In the listing below, find each line containing "first" and report it.

──────────────────────────────

//! Algoscope Step Generators
//!
//! Pure, lazy, finite state-snapshot sequences for classic teaching
//! algorithms: graph BFS, Dijkstra shortest paths, Prim minimum spanning
//! tree, binary min/max heap operations, and bubble/selection/insertion
//! sorting.
//!
//! # Contract
//!
//! Every generator is an `Iterator<Item = AlgorithmState>` over immutable
//! snapshots. Given identical input the sequence is identical; the first
//! item is always the algorithm's fully initialized starting state, so an
//! observer attaching before the first real transition still sees valid
//! state. Generators are not restartable in place - a fresh run is obtained
//! by asking the [`RunRequest`] for a new generator.
//!
//! # Step granularity
//!
//! Each generator documents exactly which transitions produce a snapshot
//! (see the module docs of [`bfs`], [`dijkstra`], [`prim`], [`heap`], and
//! [`sort`]), so downstream animations and tests are reproducible.

pub mod bfs;
pub mod demo;
pub mod dijkstra;
pub mod heap;
pub mod prim;
pub mod sort;

mod error;
mod request;
mod state;

pub use algoscope_graph::{Edge, Graph, NodeId};
pub use error::{Error, Result};
pub use request::{Registry, RunRequest, StateIter};
pub use state::{
    AlgorithmState, BfsState, DijkstraState, HeapState, PrimState, SortState,
};
pub use heap::{HeapOp, Polarity};
pub use sort::SortAlgorithm;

──────────────────────────────

◆ Response area
//! snapshots. Given identical input the sequence is identical; the first
//! observer attaching before the first real transition still sees valid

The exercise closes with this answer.